*** Begin section ***

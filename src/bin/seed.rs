use chrono::{DateTime, FixedOffset};
use sea_orm::ActiveValue::NotSet;
use sea_orm::{ActiveModelTrait, DatabaseConnection, EntityTrait, PaginatorTrait, Set};
use uuid::Uuid;

use vendor_sales_dashboard::{
    config::AppConfig,
    db::{create_orm_conn, run_migrations},
    entity::{Vendors, cart_items, orders, parent_products, vendors},
};

#[tokio::main]
async fn main() -> anyhow::Result<()> {
    dotenvy::dotenv().ok();
    let config = AppConfig::from_env()?;

    let conn = create_orm_conn(&config.database_url).await?;
    run_migrations(&conn).await?;

    if Vendors::find().count(&conn).await? > 0 {
        println!("Database already seeded");
        return Ok(());
    }

    let northwind = seed_vendor(&conn, "Northwind Apparel").await?;
    let acme = seed_vendor(&conn, "Acme Outfitters").await?;

    let hoodie = seed_product(&conn, &northwind, "AB12 - Blue Hoodie - Navy").await?;
    let shirt = seed_product(&conn, &northwind, "CD34 - Logo Shirt - White").await?;
    let cap = seed_product(&conn, &northwind, "EF56 - Trucker Cap").await?;
    let boots = seed_product(&conn, &acme, "ZZ99 - Work Boots - Tan").await?;

    seed_order(
        &conn,
        Some("2024-01-15T10:30:00Z"),
        &[(&hoodie, 2, 3), (&shirt, 1, 4)],
    )
    .await?;
    seed_order(&conn, Some("2024-01-20T08:00:00Z"), &[(&cap, 1, 7)]).await?;
    seed_order(
        &conn,
        Some("2024-03-02T16:45:00Z"),
        &[(&shirt, 2, 2), (&boots, 3, 1)],
    )
    .await?;
    // Abandoned checkout: counts for the product report, not the monthly one.
    seed_order(&conn, None, &[(&hoodie, 5, 1)]).await?;

    println!("Seed completed");
    Ok(())
}

/// 24 character hex id, ObjectId style.
fn object_id() -> String {
    let hex = Uuid::new_v4().simple().to_string();
    hex[..24].to_string()
}

async fn seed_vendor(conn: &DatabaseConnection, name: &str) -> anyhow::Result<String> {
    let vendor = vendors::ActiveModel {
        id: Set(object_id()),
        name: Set(name.to_string()),
    }
    .insert(conn)
    .await?;
    println!("Seeded vendor {name} ({})", vendor.id);
    Ok(vendor.id)
}

async fn seed_product(
    conn: &DatabaseConnection,
    vendor_id: &str,
    name: &str,
) -> anyhow::Result<String> {
    let product = parent_products::ActiveModel {
        id: Set(object_id()),
        name: Set(name.to_string()),
        vendor_id: Set(vendor_id.to_string()),
    }
    .insert(conn)
    .await?;
    Ok(product.id)
}

async fn seed_order(
    conn: &DatabaseConnection,
    payment_at: Option<&str>,
    lines: &[(&String, i32, i32)],
) -> anyhow::Result<()> {
    let payment_at = payment_at
        .map(|ts| ts.parse::<DateTime<FixedOffset>>())
        .transpose()?;

    let order = orders::ActiveModel {
        id: Set(object_id()),
        payment_at: Set(payment_at),
        created_at: NotSet,
    }
    .insert(conn)
    .await?;

    for (product_id, item_count, quantity) in lines {
        cart_items::ActiveModel {
            id: Set(Uuid::new_v4()),
            order_id: Set(order.id.clone()),
            product_id: Set((*product_id).clone()),
            item_count: Set(*item_count),
            quantity: Set(*quantity),
        }
        .insert(conn)
        .await?;
    }

    Ok(())
}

*** End section ***

## Instructions for the task
Lines containing the word "main" must all be returned from the material above.

## Task output
#[tokio::main]
async fn main() -> anyhow::Result<()> {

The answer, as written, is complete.